Resolving deltas: 100% (253/253), done.


## 1.2 Setup iPERCore

In [None]:
cd /content/iPERCore/

/content/iPERCore


In [None]:
!python setup.py develop

## 1.3 Download assets
The assets contain all pre-trained models (**checkpoints.zip**), and other executable files (**executables.zip**, this one is only used for Windows. Linux ignores it), such as ffmpeg and ffprobe.

Download links: 
  - checkpoints: https://download.impersonator.org/iper_plus_plus_latest_checkpoints.zip
  - samples: https://download.impersonator.org/iper_plus_plus_latest_samples.zip

You can manually download the **checkpoints.zip**, unzip it, and mv the **checkpoints** (as well as the **samples**) to **assets** folder. 

 Otherwise, you can just run the following scripts to automaticially do these.

In [None]:
# Download all checkpoints
#!wget -O assets/checkpoints.zip "https://1drv.ws/u/s!AjjUqiJZsj8whLkwQyrk3W9_H7MzNA?e=rRje0G"
!wget -O assets/checkpoints.zip "https://download.impersonator.org/iper_plus_plus_latest_checkpoints.zip"
!unzip -o assets/checkpoints.zip -d assets/

!rm assets/checkpoints.zip

In [None]:
# download samples
# !wget -O assets/samples.zip "https://1drv.ws/u/s!AjjUqiJZsj8whLobQPpoxo2hfhURrA?e=EUyIC2"
!wget -O assets/samples.zip  "https://download.impersonator.org/iper_plus_plus_latest_samples.zip"
!unzip -o assets/samples.zip -d  assets
!rm assets/samples.zip

# Run Motion Imitation Demo

In [None]:
cd /content/iPERCore/

/content/iPERCore


In [None]:
import os
import os.path as osp
import platform
import argparse
import time
import sys
import subprocess
from IPython.display import HTML
from base64 import b64encode

## Details of Config
 - gpu_ids (str): the gpu_ids, default is "0";
 - image_size (int): the image size, default is 512;
 - num_source (int): the number of source images for Attention, default is 2. Large needs more GPU memory;
 - assets_dir (str): the assets directory. This is very important, and there are the configurations and all pre-trained checkpoints;
 - output_dir (str): the output directory;

 - src_path (str): the source input information. 
       All source paths and it supports multiple paths, uses "|" as the separator between all paths. 
       The format is "src_path_1|src_path_2|src_path_3". 
       
       Each src_input is "path?=path1,name?=name1,bg_path?=bg_path1". 
       
       It must contain 'path'. If 'name' and 'bg_path' are empty, they will be ignored.

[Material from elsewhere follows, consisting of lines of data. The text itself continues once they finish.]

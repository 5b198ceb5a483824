//! Normalization engine for monthly entity panels.
//!
//! Turns raw national and regional extracts into one canonical entity × month
//! panel, and a wide FX sheet into normalized monthly tables.
//!
//! # Pipeline
//!
//! 1. **Classify** columns (export/import order per extract) and entity rows
//! 2. **Rescale** regional values after the known unit cutover
//! 3. **Collapse** duplicate months, last non-missing value wins
//! 4. **Difference** regional YTD values into single-month values
//! 5. **Reconcile** national and regional entities, regional first
//! 6. **Annotate** every entity with trailing-12-month YoY
//!
//! All month-indexed tables go through the same deduplication primitive in
//! [`dedup`].

pub mod analytics;
pub mod category;
pub mod classify;
pub mod dedup;
pub mod differencer;
pub mod error;
pub mod fx;
pub mod labels;
pub mod pipeline;
pub mod reconcile;
pub mod rescale;

pub use analytics::{
    EntityTable, PanelRow, YOY_LAG_MONTHS, YtdSummary, annotate_entity, running_ytd, ytd_summary,
    ytd_yoy_at, yoy_at,
};
pub use category::{CategoryBreakdown, OtherSource, category_breakdown};
pub use classify::{ClassifiedExtract, ClassifiedRow, Classifier, ColumnLayout};
pub use dedup::{collapse_bundles, collapse_last_non_null, collapse_series, collapse_table};
pub use differencer::{
    DifferenceGap, DifferenceOutcome, SeriesDifference, difference_series, fill_current_from_ytd,
};
pub use error::{CoreError, Result};
pub use fx::{
    FxTables, extract_fx, gross_amount, slice_last_months, slice_series_last_months,
    ytd_sum_and_yoy,
};
pub use labels::{LabelNormalizer, clean_label, find_row, position_of, section_range};
pub use pipeline::{Consolidation, ConsolidationReport, consolidate};
pub use reconcile::{Reconciled, reconcile};
pub use rescale::{REGIONAL_RESCALED_METRICS, REGIONAL_UNIT_CUTOVER, UnitCutover};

       The 'path' could be an image path, a path of a directory contains source images, and a video path.

       The 'name' is the rename of this source input, if it is empty, we will ignore it, and use the filename of the path.

       The 'bg_path' is the actual background path if provided, otherwise we will ignore it.
       
       There are several examples of formated source paths,

        1. "path?=path1,name?=name1,bg_path?=bg_path1|path?=path2,name?=name2,bg_path?=bg_path2",
        this input will be parsed as [{path: path1, name: name1, bg_path:bg_path1},
        {path: path2, name: name2, bg_path: bg_path2}];

        2. "path?=path1,name?=name1|path?=path2,name?=name2", this input will be parsed as
        [{path: path1, name:name1}, {path: path2, name: name2}];

        3. "path?=path1", this input will be parsed as [{path: path1}].

        4. "path1", this will be parsed as [{path: path1}].

 - ref_path (str): the reference input information.
       
       All reference paths. It supports multiple paths, and uses "|" as the separator between all paths.
       The format is "ref_path_1|ref_path_2|ref_path_3".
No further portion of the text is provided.